Specification, Application, and Operationalization of a Metamodel of Fairness
Julian Alfredo Mendez, Timotheus Kampik
TL;DR
This work defines the AR fairness metamodel to formalize and compare fairness across scenarios by treating agents, resources, and attributes as first class primitives, with outcomes drawn from $\mathsf{A}\times \mathsf{R}$. Fairness measures are framed as functions $\tilde{f}_{\mathsf{F}}: \mathcal{P}(\mathsf{A}\times \mathsf{R}) \to [0,1]$, enabling precise instantiations of equality, equity, group fairness, and individual fairness, plus continuous indices such as Jain's fairness index and the complementary Gini index, as well as a COMPAS-style bias detector. The approach is operationalized through the Tiles framework, implemented in Soda with Lean proofs and a JVM-compatible runtime, providing a modular, readable pipeline-based representation of fairness definitions and metrics. The methodology supports rigorous comparison and verification of fairness notions across domains, and the open-source Tiles implementation invites real-world case studies and tooling enhancements to broaden practical impact.
Abstract
This paper presents the AR fairness metamodel, aimed at formally representing, analyzing, and comparing fairness scenarios.

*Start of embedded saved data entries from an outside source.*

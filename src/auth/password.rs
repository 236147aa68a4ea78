use bcrypt::{hash, verify};

use crate::error::AppError;

/// bcrypt work factor for newly stored hashes.
const BCRYPT_COST: u32 = 12;

/// Hashes a password for the `users.password_hash` column.
pub fn hash_password(password: &str) -> Result<String, AppError> {
    Ok(hash(password, BCRYPT_COST)?)
}

/// Checks a password against a stored hash. A malformed hash is an error, not a mismatch.
pub fn verify_password(password: &str, stored_hash: &str) -> Result<bool, AppError> {
    Ok(verify(password, stored_hash)?)
}

#[cfg(test)]
mod tests {
    use super::*;

    #[test]
    fn test_hash_round_trip() {
        let stored = hash_password("correct horse").unwrap();

        assert!(stored.starts_with("$2"));
        assert!(verify_password("correct horse", &stored).unwrap());
        assert!(!verify_password("battery staple", &stored).unwrap());
    }

    #[test]
    fn test_hashes_are_salted() {
        let first = hash_password("same input").unwrap();
        let second = hash_password("same input").unwrap();
        assert_ne!(first, second);
    }

    #[test]
    fn test_malformed_hash_is_never_a_match() {
        assert!(!matches!(verify_password("anything", "not-a-bcrypt-hash"), Ok(true)));
    }
}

The metamodel provides an abstract representation of fairness, enabling the formal definition of fairness notions. We instantiate the metamodel through several examples, with a particular focus on comparing the notions of equity and equality. We use the Tiles framework, which offers modular components that can be interconnected to represent various definitions of fairness. Its primary objective is to support the operationalization of AR-based fairness definitions in a range of scenarios, providing a robust method for defining, comparing, and evaluating fairness. Tiles has an open-source implementation for fairness modeling and evaluation.